Resilience is “the process of adapting well in the face of adversity, trauma, tragedy, threats, or even significant sources of stress — such as family and relationship problems, serious health problems, or workplace and financial stressors. It means “bouncing back” from difficult experiences” (American Psychological Association).

This definition given by the APA addresses the personal capacity to cope with adverse events and return to normal life. We are all aware that the creative industries require deep resilience, as there can be significant pressure on an individual to do something else or give from both internal (e.g. your self-belief) and external (e.g. societal expectations) factors.

Inner strengths

Resilience is needed to prevent the damaging effects of stress; resilient people are able to cope better with adverse events than people with little resilience.

There are 8 areas of resilience that we would like to address.

1. Self-Efficacy: This involves a high level of self-confidence and aself-belief that one can meet any challenge. Self-efficacy includes the understanding that, while the world is challenging, one has the ability to succeed despite these challenges.

2. Personal Vision: Resilient people know what they believe in and have a clear idea of what they want to accomplish or create in their life. However blurred it may be, people use personal vision as a guide through life challenges; it provides them with hope for the future.

3. Flexible and Adaptable: Being adaptable and flexible enables people to respond flexibly to unknown challenges by seeking out ways of overcoming events, and being able to adapt to the new reality. This reduces the impact of rigidity in the face of a constantly changing environment.

4. Organised: Creating a structured approach to tasks that need completing add to individual ability to maintain personal control in the face of a seemingly chaotic existence, or uncontrollable external events.

5. Problem Solving: The ability to resolve problems enables people to find causes and solutions to adverse events that impinge on daily life. Those who train themselves to enjoy problem solving will enjoy the challenge that adverse events present.

6. Interpersonal Interaction: A key dimension of resilience is an individual’s ability to understand and empathise with others. Resilient people demonstrate the competencies of emotional intelligence, a high level of self and social awareness and the ability to use this awareness to effectively manage themselves and their relationships with others.

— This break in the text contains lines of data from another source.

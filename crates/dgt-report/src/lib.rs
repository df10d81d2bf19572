//! Report renderers for graded device streams.
//!
//! Three renditions of the same ordered record stream: CSV for
//! spreadsheets/ERP import, JSON for machine consumers (carries the full
//! canonical records), XML for the legacy intake pipeline. Combined file
//! per batch, or one file per device.

mod csv_report;
mod json_report;
pub mod row;
mod xml_report;

use std::path::{Path, PathBuf};

use anyhow::{Context, Result};

use dgt_model::GradedDevice;

pub use row::ReportRow;

/// Base name for combined report files.
const REPORT_STEM: &str = "device_grades";

#[derive(Debug, Clone, Copy, PartialEq, Eq)]
pub enum ReportFormat {
    Csv,
    Json,
    Xml,
}

impl ReportFormat {
    pub fn extension(&self) -> &'static str {
        match self {
            ReportFormat::Csv => "csv",
            ReportFormat::Json => "json",
            ReportFormat::Xml => "xml",
        }
    }
}

/// Writes one combined report for the batch. Returns the file path.
pub fn write_report(
    devices: &[GradedDevice],
    output_dir: &Path,
    format: ReportFormat,
) -> Result<PathBuf> {
    std::fs::create_dir_all(output_dir)
        .with_context(|| format!("create report directory {}", output_dir.display()))?;
    let path = output_dir.join(format!("{REPORT_STEM}.{}", format.extension()));
    render(devices, &path, format)?;
    Ok(path)
}

/// Writes one report file per device. Returns the file paths in device
/// order.
pub fn write_per_device_reports(
    devices: &[GradedDevice],
    output_dir: &Path,
    format: ReportFormat,
) -> Result<Vec<PathBuf>> {
    std::fs::create_dir_all(output_dir)
        .with_context(|| format!("create report directory {}", output_dir.display()))?;
    let mut paths = Vec::with_capacity(devices.len());
    for device in devices {
        let stem = ReportRow::file_stem(device);
        let path = output_dir.join(format!("{stem}.{}", format.extension()));
        render(std::slice::from_ref(device), &path, format)?;
        paths.push(path);
    }
    Ok(paths)
}

fn render(devices: &[GradedDevice], path: &Path, format: ReportFormat) -> Result<()> {
    match format {
        ReportFormat::Csv => csv_report::write(devices, path),
        ReportFormat::Json => json_report::write(devices, path),
        ReportFormat::Xml => xml_report::write(devices, path),
    }
    .with_context(|| format!("write report {}", path.display()))
}
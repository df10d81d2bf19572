use std::path::PathBuf;

use thiserror::Error;

#[derive(Debug, Error)]
pub enum AdapterError {
    #[error("capture file not found: {path}")]
    CaptureNotFound { path: PathBuf },

    #[error("capture directory not found: {path}")]
    DirectoryNotFound { path: PathBuf },

    #[error("failed to read capture {path}")]
    CaptureRead {
        path: PathBuf,
        #[source]
        source: std::io::Error,
    },

    #[error("failed to parse capture {path} as smartctl JSON")]
    CaptureParse {
        path: PathBuf,
        #[source]
        source: serde_json::Error,
    },

    #[error("capture {path} has no device section")]
    MissingDeviceSection { path: PathBuf },

    #[error("unknown transport protocol {value:?} in capture {path}")]
    UnknownProtocol { value: String, path: PathBuf },

    #[error("adapter fetch for {device} exceeded {seconds}s timeout")]
    Timeout { device: String, seconds: u64 },

    #[error("failed to scan capture directory {path}")]
    DirectoryScan {
        path: PathBuf,
        #[source]
        source: std::io::Error,
    },
}

pub type Result<T> = std::result::Result<T, AdapterError>;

7. Social Connections: This dimension involves the quality of personal and professional relationships. Resilient people have a strong relationship with selected friends with whom they share ideas, problems, solutions, frustrations, hopes, and so forth.

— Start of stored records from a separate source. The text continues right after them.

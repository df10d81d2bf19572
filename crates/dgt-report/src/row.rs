//! Flat report rows: one graded device rendered to display strings.
//!
//! All three file formats and the console table share this shape, so a
//! value formats the same way everywhere. Unpopulated fields render empty,
//! exactly like an attribute a drive never reported.

use dgt_model::{Field, GradedDevice, HealthRecord};

/// Column headers, in report order.
pub const COLUMNS: &[&str] = &[
    "SerialNumber",
    "Model",
    "Firmware",
    "Capacity(GB)",
    "Protocol",
    "Class",
    "Status",
    "Reasons",
    "POH_Readable",
    "POH_Hours",
    "ReallocatedSectors(HDD)",
    "PendingSectors(HDD)",
    "PercentUsed(SSD)",
    "AvailableSpare%(SSD)",
    "MediaErrors(NVMe)",
    "HostReads(GB)",
    "HostWrites(GB)",
    "AvgTemp",
    "MaxTemp",
    "WarningTempTime(min)",
    "CriticalTempTime(min)",
    "Workload(TB/yr)",
    "Notes",
];

/// XML element names matching [`COLUMNS`] one to one.
pub const XML_NAMES: &[&str] = &[
    "SerialNumber",
    "Model",
    "Firmware",
    "CapacityGb",
    "Protocol",
    "Class",
    "Status",
    "Reasons",
    "PowerOnReadable",
    "PowerOnHours",
    "ReallocatedSectors",
    "PendingSectors",
    "PercentUsed",
    "AvailableSpare",
    "MediaErrors",
    "HostReadsGb",
    "HostWritesGb",
    "AverageTemperature",
    "MaximumTemperature",
    "WarningTempMinutes",
    "CriticalTempMinutes",
    "WorkloadTbPerYear",
    "Notes",
];

#[derive(Debug, Clone)]
pub struct ReportRow {
    values: Vec<String>,
}

impl ReportRow {
    pub fn from_graded(graded: &GradedDevice) -> Self {
        let record = graded.record.as_ref();
        let identity = record.map(|r| &r.identity);
        let values = vec![
            identity.map(|i| i.serial.clone()).unwrap_or_else(|| graded.device.clone()),
            identity.map(|i| i.model.clone()).unwrap_or_default(),
            identity.map(|i| i.firmware.clone()).unwrap_or_default(),
            identity.map(|i| i.capacity_gb().to_string()).unwrap_or_default(),
            identity.map(|i| i.protocol.to_string()).unwrap_or_default(),
            record.map(|r| r.media_class.to_string()).unwrap_or_default(),
            graded.display_status().to_string(),
            graded.reason_summary(),
            record.and_then(|r| r.power_on_readable.clone()).unwrap_or_default(),
            opt_u64(record.and_then(|r| r.power_on_hours)),
            opt_u64(record.and_then(|r| r.reallocated_sectors)),
            opt_u64(record.and_then(|r| r.pending_sectors)),
            opt_u64(record.and_then(|r| r.percentage_used)),
            opt_u64(record.and_then(|r| r.available_spare)),
            opt_u64(record.and_then(|r| r.media_errors)),
            opt_gb(record.and_then(|r| r.host_bytes_read)),
            opt_gb(record.and_then(|r| r.host_bytes_written)),
            opt_i64(record.and_then(|r| r.average_temperature_c)),
            opt_i64(record.and_then(|r| r.maximum_temperature_c)),
            opt_u64(record.and_then(|r| r.warning_temp_minutes)),
            opt_u64(record.and_then(|r| r.critical_temp_minutes)),
            record
                .and_then(|r| r.workload_tb_per_year)
                .map(|rate| format!("{rate:.1}"))
                .unwrap_or_default(),
            notes(graded, record),
        ];
        Self { values }
    }

    pub fn values(&self) -> &[String] {
        &self.values
    }

    /// Stem for per-device report files: `<model>-<serial>`, filesystem-safe.
    pub fn file_stem(graded: &GradedDevice) -> String {
        match graded.record.as_ref() {
            Some(record) => sanitize(&format!(
                "{}-{}",
                record.identity.model, record.identity.serial
            )),
            None => sanitize(&graded.device),
        }
    }
}

fn opt_u64(value: Option<u64>) -> String {
    value.map(|v| v.to_string()).unwrap_or_default()
}

fn opt_i64(value: Option<i64>) -> String {
    value.map(|v| v.to_string()).unwrap_or_default()
}

/// Bytes as decimal gigabytes with one decimal place.
fn opt_gb(value: Option<u64>) -> String {
    value
        .map(|bytes| format!("{:.1}", bytes as f64 / 1e9))
        .unwrap_or_default()
}

/// Skipped rules and unreadable fields, compact enough for one cell.
fn notes(graded: &GradedDevice, record: Option<&HealthRecord>) -> String {
    let mut parts: Vec<String> = graded
        .insufficiency
        .iter()
        .map(|note| {
            let missing: Vec<&str> = note.missing.iter().map(Field::as_str).collect();
            format!("{} unchecked ({})", note.rule, missing.join(","))
        })
        .collect();
    if let Some(record) = record {
        let unreadable: Vec<&str> = record.fields.unreadable().map(|f| f.as_str()).collect();
        if !unreadable.is_empty() {
            parts.push(format!("unreadable: {}", unreadable.join(",")));
        }
    }
    parts.join("; ")
}

fn sanitize(name: &str) -> String {
    let mut out = String::with_capacity(name.len());
    for ch in name.chars() {
        if ch.is_ascii_alphanumeric() || ch == '-' || ch == '_' || ch == '.' {
            out.push(ch);
        } else {
            out.push('_');
        }
    }
    out
}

8. Active: Resilient people actively engage in change. Faced with adverse events, resilient people will be assertive in stating their contribution to the changing situation and will maintain personal control through their assertiveness and maintenance of self-efficacy.

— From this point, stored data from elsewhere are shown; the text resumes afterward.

//! The raw attribute bag: what an adapter hands the normalizer.

use serde::{Deserialize, Serialize};
use std::collections::BTreeMap;

use dgt_model::Protocol;

/// Well-known bag keys shared between adapters and the normalizer's field
/// maps. Adapters publish under these names; nothing forces them to, but a
/// key the field maps never mention is simply ignored.
pub mod keys {
    // Identity (all protocols, smartctl top level)
    pub const SERIAL_NUMBER: &str = "serial_number";
    pub const MODEL_NAME: &str = "model_name";
    pub const MODEL_FAMILY: &str = "model_family";
    pub const VENDOR: &str = "vendor";
    pub const FIRMWARE_VERSION: &str = "firmware_version";
    pub const CAPACITY_BYTES: &str = "user_capacity_bytes";
    pub const ROTATION_RATE: &str = "rotation_rate";

    // Usage / thermal (smartctl top level)
    pub const POWER_ON_HOURS: &str = "power_on_time_hours";
    pub const POWER_CYCLE_COUNT: &str = "power_cycle_count";
    pub const TEMPERATURE_CURRENT: &str = "temperature_current";

    // ATA SMART attributes, raw or normalized column as noted
    pub const ATA_REALLOCATED_RAW: &str = "attr.5.raw";
    pub const ATA_POWER_ON_HOURS_RAW: &str = "attr.9.raw";
    pub const ATA_POWER_CYCLES_RAW: &str = "attr.12.raw";
    pub const ATA_AVAILABLE_RESERVED_VALUE: &str = "attr.173.value";
    pub const ATA_AIRFLOW_TEMP_RAW: &str = "attr.190.raw";
    pub const ATA_TEMP_RAW: &str = "attr.194.raw";
    pub const ATA_PENDING_RAW: &str = "attr.197.raw";
    pub const ATA_PERCENT_LIFETIME_RAW: &str = "attr.202.raw";
    pub const ATA_SSD_LIFE_LEFT_VALUE: &str = "attr.231.value";
    pub const ATA_WEAROUT_VALUE: &str = "attr.233.value";
    pub const ATA_LBAS_WRITTEN_RAW: &str = "attr.241.raw";
    pub const ATA_LBAS_READ_RAW: &str = "attr.242.raw";

    // ATA device statistics pages
    pub const STATS_AVERAGE_LONG_TEMP: &str = "stats.average_long_term_temperature";
    pub const STATS_HIGHEST_TEMP: &str = "stats.highest_temperature";

    // SCSI log pages
    pub const SCSI_GROWN_DEFECTS: &str = "scsi_grown_defect_list";
    pub const SCSI_READ_BYTES: &str = "scsi_read_bytes_processed";
    pub const SCSI_WRITE_BYTES: &str = "scsi_write_bytes_processed";
    pub const SCSI_TEMP_TRIP: &str = "scsi_temperature_drive_trip";
    pub const SCSI_PERCENT_USED: &str = "scsi_percentage_used_endurance_indicator";

    // NVMe SMART / Health Information log
    pub const NVME_PERCENTAGE_USED: &str = "nvme.percentage_used";
    pub const NVME_AVAILABLE_SPARE: &str = "nvme.available_spare";
    pub const NVME_MEDIA_ERRORS: &str = "nvme.media_errors";
    pub const NVME_DATA_UNITS_READ: &str = "nvme.data_units_read";
    pub const NVME_DATA_UNITS_WRITTEN: &str = "nvme.data_units_written";
    pub const NVME_POWER_ON_HOURS: &str = "nvme.power_on_hours";
    pub const NVME_POWER_CYCLES: &str = "nvme.power_cycles";
    pub const NVME_TEMPERATURE: &str = "nvme.temperature";
    pub const NVME_WARNING_TEMP_TIME: &str = "nvme.warning_temp_time";
    pub const NVME_CRITICAL_COMP_TIME: &str = "nvme.critical_comp_time";

    // Self-test history, all protocols
    pub const SELF_TEST_LOG: &str = "self_test_log";
}

/// One raw self-test log entry, outcome still in the device's vocabulary.
#[derive(Debug, Clone, PartialEq, Eq, Serialize, Deserialize)]
pub struct RawSelfTest {
    /// Outcome descriptor as reported ("Completed without error",
    /// "Completed: read failure", an NVMe result code rendered as text, ...).
    pub status: String,
    /// Numeric status value when the log reports one.
    pub status_value: Option<u64>,
    pub lifetime_hours: Option<u64>,
}

/// A raw attribute value. Adapters preserve source units; conversion is the
/// normalizer's job and happens exactly once.
#[derive(Debug, Clone, PartialEq, Serialize, Deserialize)]
#[serde(tag = "kind", content = "value", rename_all = "lowercase")]
pub enum RawValue {
    Uint(u64),
    Int(i64),
    Float(f64),
    Text(String),
    SelfTests(Vec<RawSelfTest>),
}

impl RawValue {
    pub fn as_u64(&self) -> Option<u64> {
        match self {
            RawValue::Uint(v) => Some(*v),
            RawValue::Int(v) => u64::try_from(*v).ok(),
            RawValue::Float(v) if *v >= 0.0 && v.fract() == 0.0 => Some(*v as u64),
            _ => None,
        }
    }

    pub fn as_i64(&self) -> Option<i64> {
        match self {
            RawValue::Uint(v) => i64::try_from(*v).ok(),
            RawValue::Int(v) => Some(*v),
            RawValue::Float(v) if v.fract() == 0.0 => Some(*v as i64),
            _ => None,
        }
    }

    pub fn as_f64(&self) -> Option<f64> {
        match self {
            RawValue::Uint(v) => Some(*v as f64),
            RawValue::Int(v) => Some(*v as f64),
            RawValue::Float(v) => Some(*v),
            _ => None,
        }
    }

    pub fn as_text(&self) -> Option<&str> {
        match self {
            RawValue::Text(v) => Some(v),
            _ => None,
        }
    }

    pub fn as_self_tests(&self) -> Option<&[RawSelfTest]> {
        match self {
            RawValue::SelfTests(v) => Some(v),
            _ => None,
        }
    }
}

/// One attribute with its provenance: which command or log page it came
/// from. Provenance is carried for the detailed report and for debugging
/// vendor quirks; the grading path ignores it.
#[derive(Debug, Clone, PartialEq, Serialize, Deserialize)]
pub struct RawAttribute {
    pub value: RawValue,
    pub source: String,
}

/// Everything one adapter fetch produced for one device.
///
/// Ephemeral: owned by the normalizer for the duration of one normalization
/// pass and dropped afterwards.
#[derive(Debug, Clone, PartialEq, Serialize, Deserialize)]
pub struct RawAttributeBag {
    protocol: Protocol,
    attrs: BTreeMap<String, RawAttribute>,
}

impl RawAttributeBag {
    pub fn new(protocol: Protocol) -> Self {
        Self {
            protocol,
            attrs: BTreeMap::new(),
        }
    }

    pub fn protocol(&self) -> Protocol {
        self.protocol
    }

    pub fn insert(&mut self, key: &str, value: RawValue, source: &str) {
        self.attrs.insert(
            key.to_string(),
            RawAttribute {
                value,
                source: source.to_string(),
            },
        );
    }

    pub fn get(&self, key: &str) -> Option<&RawValue> {
        self.attrs.get(key).map(|attr| &attr.value)
    }

    pub fn source_of(&self, key: &str) -> Option<&str> {
        self.attrs.get(key).map(|attr| attr.source.as_str())
    }

    pub fn contains(&self, key: &str) -> bool {
        self.attrs.contains_key(key)
    }

    pub fn len(&self) -> usize {
        self.attrs.len()
    }

    pub fn is_empty(&self) -> bool {
        self.attrs.is_empty()
    }

    pub fn keys(&self) -> impl Iterator<Item = &str> {
        self.attrs.keys().map(String::as_str)
    }
}

#[cfg(test)]
mod tests {
    use super::{RawAttributeBag, RawValue, keys};
    use dgt_model::Protocol;

    #[test]
    fn insert_and_read_back() {
        let mut bag = RawAttributeBag::new(Protocol::Sata);
        bag.insert(keys::SERIAL_NUMBER, RawValue::Text("WD-123".into()), "smartctl identity");
        bag.insert(keys::ATA_REALLOCATED_RAW, RawValue::Uint(12), "ata_smart_attributes");

        assert_eq!(bag.protocol(), Protocol::Sata);
        assert_eq!(
            bag.get(keys::SERIAL_NUMBER).and_then(RawValue::as_text),
            Some("WD-123")
        );
        assert_eq!(
            bag.get(keys::ATA_REALLOCATED_RAW).and_then(RawValue::as_u64),
            Some(12)
        );
        assert_eq!(bag.source_of(keys::ATA_REALLOCATED_RAW), Some("ata_smart_attributes"));
        assert!(!bag.contains(keys::NVME_MEDIA_ERRORS));
    }

    #[test]
    fn numeric_coercions() {
        assert_eq!(RawValue::Int(-4).as_u64(), None);
        assert_eq!(RawValue::Float(7.0).as_u64(), Some(7));
        assert_eq!(RawValue::Float(7.5).as_u64(), None);
        assert_eq!(RawValue::Uint(9).as_f64(), Some(9.0));
        assert_eq!(RawValue::Text("x".into()).as_u64(), None);
    }
}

Developing resilience is a personal journey. People do not all react the same to traumatic and stressful life events. An approach to building resilience that works for one person might not work for another. People use varying strategies.

Some variation may reflect cultural differences. A person’s culture might have an impact on how he or she communicates feelings and deals with adversity — for example, whether and how a person connects with significant others, including extended family members and community resources. With growing cultural diversity, the public has greater access to a number of different approaches to building resilience.

Many people who have a less-than-ideal start in life manage to turn their lives around, determined not to repeat others’ mistakes. These are the ones who developed resilience. And the good news is that resilience is not a quality only some people are able to develop. Instead, it’s a way of behaving and thinking that anyone can learn. Essentially, it involves an openness to finding your way through a situation and the determination not to see yourself as a victim.

How to bounce back and build your resilience? Here are a few tips & tricks:

View life’s daily problems as opportunities to build resilience. Develop skills in handling rudeness, receiving poor service, being delayed, losing belongings and getting frustrated with co-workers.

 Try to manage your emotions by reacting to setbacks with grace, humour, strength and optimism.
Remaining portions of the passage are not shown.